Mobilisation devant le Parlement européen : internationalisation du débat sur les droits humains au Maroc et recomposition des formes contestataires
Ce jeudi, les abords du Parlement européen ont accueilli une manifestation organisée par la Coordination européenne des droits de l’homme au Maroc, sous le slogan « violations des droits humains au Maroc ». Cette mobilisation a rassemblé une diversité d’acteurs, parmi lesquels des militants des droits humains, des parlementaires européens, ainsi que des figures de la société civile marocaine, dont Khadija Ryadi, aux côtés de représentants de la « génération Z ».
Au-delà de sa portée symbolique, cet événement s’inscrit dans une dynamique croissante d’internationalisation du débat relatif aux droits humains au Maroc. L’espace européen tend ainsi à devenir une scène alternative d’expression pour des revendications à caractère interne, traduisant un déplacement progressif des arènes de plaidoyer.
Dynamiques transnationales de l’action militante
Cette mobilisation illustre une mutation profonde des modes d’action des acteurs des droits humains, désormais inscrits dans des logiques transnationales. Le recours à des institutions européennes répond à une stratégie visant à élargir l’audience des revendications et à mobiliser des leviers d’influence capables d’interpeller les décideurs au-delà des frontières nationales.
Ce phénomène s’inscrit dans ce que la littérature académique désigne comme la « globalisation des causes », permettant aux acteurs locaux de porter leurs revendications sur la scène internationale. Toutefois, cette stratégie soulève des interrogations quant à la frontière entre engagement militant et instrumentalisation politique.
La participation de responsables européens à ce type d’initiatives alimente en effet un débat sensible sur les limites de l’implication extérieure dans des affaires nationales, certains y voyant une forme de pression politique, voire d’ingérence.
Un discours critique au cœur de controverses institutionnelles
Les revendications exprimées lors de cette manifestation ont principalement porté sur la libération de personnes qualifiées de « prisonniers d’opinion », notamment celles liées au mouvement du Rif, ainsi que des activistes numériques associés à la « génération Z ». Les organisateurs dénoncent des restrictions à la liberté d’expression et une utilisation du système judiciaire à des fins politiques.
Ces accusations rejoignent celles formulées dans plusieurs rapports d’organisations internationales. En revanche, les autorités marocaines réaffirment de manière constante l’indépendance du pouvoir judiciaire, rejetant toute interprétation politique des poursuites engagées et les inscrivant dans le cadre de procédures pénales ordinaires.

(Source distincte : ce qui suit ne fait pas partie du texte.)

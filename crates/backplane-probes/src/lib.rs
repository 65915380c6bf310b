//! backplane-probes - Concrete data store backends
//!
//! Each backend implements both [`BackendProbe`](backplane_core::BackendProbe)
//! and [`QueryExecutor`](backplane_core::QueryExecutor):
//!
//! - [`RedisBackend`] - key-value
//! - [`PostgresBackend`] - relational
//! - [`ElasticsearchBackend`] - search
//! - [`QdrantBackend`] - vector
//!
//! [`MockBackend`] stands in for any of them in tests and demo mode.

pub mod config;
pub mod http;
pub mod mock;
pub mod postgres;
pub mod redis;
pub mod search;
pub mod vector;

pub use config::{
    BackendsConfig, ConfigError, ElasticsearchConfig, PostgresConfig, ProbeConfig, QdrantConfig,
    RedisConfig,
};
pub use mock::MockBackend;
pub use postgres::PostgresBackend;
pub use redis::RedisBackend;
pub use search::ElasticsearchBackend;
pub use vector::QdrantBackend;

Ce décalage d’interprétation met en lumière une problématique centrale : celle de la définition du « prisonnier d’opinion » et des limites de la liberté d’expression dans des contextes nationaux marqués par des enjeux sécuritaires et politiques.
La « génération Z » : vers de nouvelles formes d’engagement
La présence de représentants de la « génération Z » constitue un élément révélateur des transformations en cours dans les modes de mobilisation. Cette nouvelle génération de militants se distingue par une forte utilisation des outils numériques, qui deviennent à la fois des espaces d’expression et des vecteurs de mobilisation.

Moins structurée par les cadres traditionnels — partis politiques, syndicats ou associations classiques — cette génération privilégie des formes d’engagement plus flexibles et souvent transnationales. Cette caractéristique explique en partie son investissement dans des espaces européens, perçus comme des plateformes à forte visibilité.
Cette évolution pose la question de l’adaptation des institutions nationales face à des formes d’expression plus diffuses, immédiates et difficilement encadrables.
Le Parlement européen : entre tribune militante et espace géopolitique
Le choix du Parlement européen comme lieu de mobilisation revêt une dimension stratégique. Il confère une visibilité accrue aux revendications, tout en les inscrivant dans un cadre institutionnel susceptible d’influencer les relations entre le Maroc et l’Union européenne.

Cet espace se situe à l’intersection de considérations normatives — liées à la promotion des droits humains — et d’intérêts stratégiques, notamment en matière de coopération sécuritaire, migratoire et économique. Cette dualité complexifie la lecture de ce type d’initiatives, oscillant entre plaidoyer légitime et enjeux géopolitiques implicites.
La mobilisation observée à Bruxelles illustre une reconfiguration des rapports entre acteurs militants, institutions internationales et dynamiques de pouvoir. Elle témoigne de l’émergence d’un militantisme transnational qui redéfinit les contours de l’action contestataire, tout en soulevant des questions fondamentales relatives à la souveraineté, à la légitimité et à l’usage politique des causes liées aux droits humains.

Dans ce contexte, le principal défi réside dans la capacité à concilier l’universalité des droits fondamentaux avec le respect des cadres nationaux, sans que ces enjeux ne soient instrumentalisés dans des rapports de force dépassant le seul cadre des droits humains.